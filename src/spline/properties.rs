use super::{create_family, SharedSpline, SplineBuffers, SplineFamily};
use crate::error::Result;

/// Snapshot of the defining data of a spline in flat buffer layout
#[derive(Clone, Debug, PartialEq)]
pub struct SplineProperties {
    pub family: SplineFamily,
    pub para_dim: usize,
    pub dim: usize,
    pub degrees: Vec<usize>,
    /// One knot vector per parametric axis, knotted families only
    pub knot_vectors: Option<Vec<Vec<f64>>>,
    /// Row-major coordinates, `dim` values per control point
    pub control_points: Vec<f64>,
    /// One weight per control point, rational families only
    pub weights: Option<Vec<f64>>,
}

impl SplineProperties {
    pub fn number_of_control_points(&self) -> usize {
        self.control_points.len() / self.dim.max(1)
    }

    /// Degrees in the floating point layout taken by the factory
    pub fn degree_buffer(&self) -> Vec<f64> {
        self.degrees.iter().map(|d| *d as f64).collect()
    }

    /// Construct a new spline from the snapshot
    /// # Example
    /// ```
    /// use splinekit::prelude::*;
    /// let line = create_bezier(1, 2, &[1.], &[0., 0., 1., 2.]).unwrap();
    /// let copy = line.current_properties().rebuild().unwrap();
    /// assert_eq!(copy.evaluate(&[0.5]).unwrap(), vec![0.5, 1.]);
    /// ```
    pub fn rebuild(&self) -> Result<SharedSpline> {
        let degrees = self.degree_buffer();
        let buffers = SplineBuffers {
            degrees: &degrees,
            knot_vectors: self.knot_vectors.as_deref(),
            control_points: &self.control_points,
            weights: self.weights.as_deref(),
        };
        create_family(self.para_dim, self.dim, self.family, &buffers)
    }
}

◆ ◆ ◆

_What the task requires_. What the task asks for is a word-for-word repeat of the lines above, from the first through the one containing "pub fn degree_buffer(&self)".

_Problem solution_.
filename src/spline/properties.rs
use super::{create_family, SharedSpline, SplineBuffers, SplineFamily};
use crate::error::Result;

/// Snapshot of the defining data of a spline in flat buffer layout
#[derive(Clone, Debug, PartialEq)]
pub struct SplineProperties {
    pub family: SplineFamily,
    pub para_dim: usize,
    pub dim: usize,
    pub degrees: Vec<usize>,
    /// One knot vector per parametric axis, knotted families only
    pub knot_vectors: Option<Vec<Vec<f64>>>,
    /// Row-major coordinates, `dim` values per control point
    pub control_points: Vec<f64>,
    /// One weight per control point, rational families only
    pub weights: Option<Vec<f64>>,
}

impl SplineProperties {
    pub fn number_of_control_points(&self) -> usize {
        self.control_points.len() / self.dim.max(1)
    }

    /// Degrees in the floating point layout taken by the factory
    pub fn degree_buffer(&self) -> Vec<f64> {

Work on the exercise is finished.